- [Your task]
For each line of the data below that contains "unwrap", return that line.

- [Task inputs]

_____

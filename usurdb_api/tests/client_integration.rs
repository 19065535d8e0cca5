use usurdb_api::{Client, Error, GeoRateQuery, UtilityRateQuery};
use wiremock::matchers::{method, path, query_param};
use wiremock::{Mock, MockServer, ResponseTemplate};

fn load_fixture(name: &str) -> String {
    std::fs::read_to_string(format!("tests/fixtures/{}", name)).unwrap()
}

#[tokio::test]
async fn get_rates_success() {
    let mock_server = MockServer::start().await;
    let body = load_fixture("rates.json");

    Mock::given(method("GET"))
        .and(path("/utility_rates"))
        .respond_with(ResponseTemplate::new(200).set_body_string(&body))
        .mount(&mock_server)
        .await;

    let client = Client::with_base_url(&mock_server.uri(), "TESTKEY");
    let result = client.get_rates(&GeoRateQuery::new(39.74, -75.55)).await;
    assert!(result.is_ok());

    let resp = result.unwrap();
    assert_eq!(resp.items.len(), 2);
    assert_eq!(resp.items[0].eiaid, Some(9026));
}

#[tokio::test]
async fn credentials_and_format_are_always_appended() {
    let mock_server = MockServer::start().await;

    Mock::given(method("GET"))
        .and(path("/utility_rates"))
        .and(query_param("api_key", "TESTKEY"))
        .and(query_param("version", "8"))
        .and(query_param("format", "json"))
        .respond_with(ResponseTemplate::new(200).set_body_string(r#"{"items":[]}"#))
        .expect(2)
        .mount(&mock_server)
        .await;

    let client = Client::with_base_url(&mock_server.uri(), "TESTKEY");
    assert!(client.get_rates(&GeoRateQuery::new(1.0, 2.0)).await.is_ok());
    assert!(client
        .get_rates_for_utility(&UtilityRateQuery::new("Delmarva Power"))
        .await
        .is_ok());
}

#[tokio::test]
async fn get_rates_for_utility_sends_name_filter() {
    let mock_server = MockServer::start().await;
    let body = load_fixture("rates.json");

    Mock::given(method("GET"))
        .and(path("/utility_rates"))
        .and(query_param("ratesforutility", "Delmarva Power"))
        .and(query_param("orderby", "startdate"))
        .and(query_param("direction", "desc"))
        .respond_with(ResponseTemplate::new(200).set_body_string(&body))
        .mount(&mock_server)
        .await;

    let client = Client::with_base_url(&mock_server.uri(), "TESTKEY");
    let result = client
        .get_rates_for_utility(&UtilityRateQuery::new("Delmarva Power"))
        .await;
    assert!(result.is_ok());
    assert_eq!(result.unwrap().items.len(), 2);
}

#[tokio::test]
async fn get_rates_server_error() {
    let mock_server = MockServer::start().await;

    Mock::given(method("GET"))
        .and(path("/utility_rates"))
        .respond_with(ResponseTemplate::new(500).set_body_string("Internal Server Error"))
        .mount(&mock_server)
        .await;

    let client = Client::with_base_url(&mock_server.uri(), "TESTKEY");
    let result = client.get_rates(&GeoRateQuery::new(39.74, -75.55)).await;
    match result {
        Err(Error::HttpStatus { status, .. }) => assert_eq!(status, 500),
        other => panic!("expected HttpStatus error, got {:?}", other.map(|r| r.items.len())),
    }
}

#[tokio::test]
async fn get_rates_malformed_json() {
    let mock_server = MockServer::start().await;

    Mock::given(method("GET"))
        .and(path("/utility_rates"))
        .respond_with(ResponseTemplate::new(200).set_body_string("{not valid json}"))
        .mount(&mock_server)
        .await;

    let client = Client::with_base_url(&mock_server.uri(), "TESTKEY");
    let result = client.get_rates(&GeoRateQuery::new(39.74, -75.55)).await;
    assert!(matches!(result, Err(Error::RequestFailed)));
}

_____

- [Answer space]
    std::fs::read_to_string(format!("tests/fixtures/{}", name)).unwrap()
    let resp = result.unwrap();
    assert_eq!(result.unwrap().items.len(), 2);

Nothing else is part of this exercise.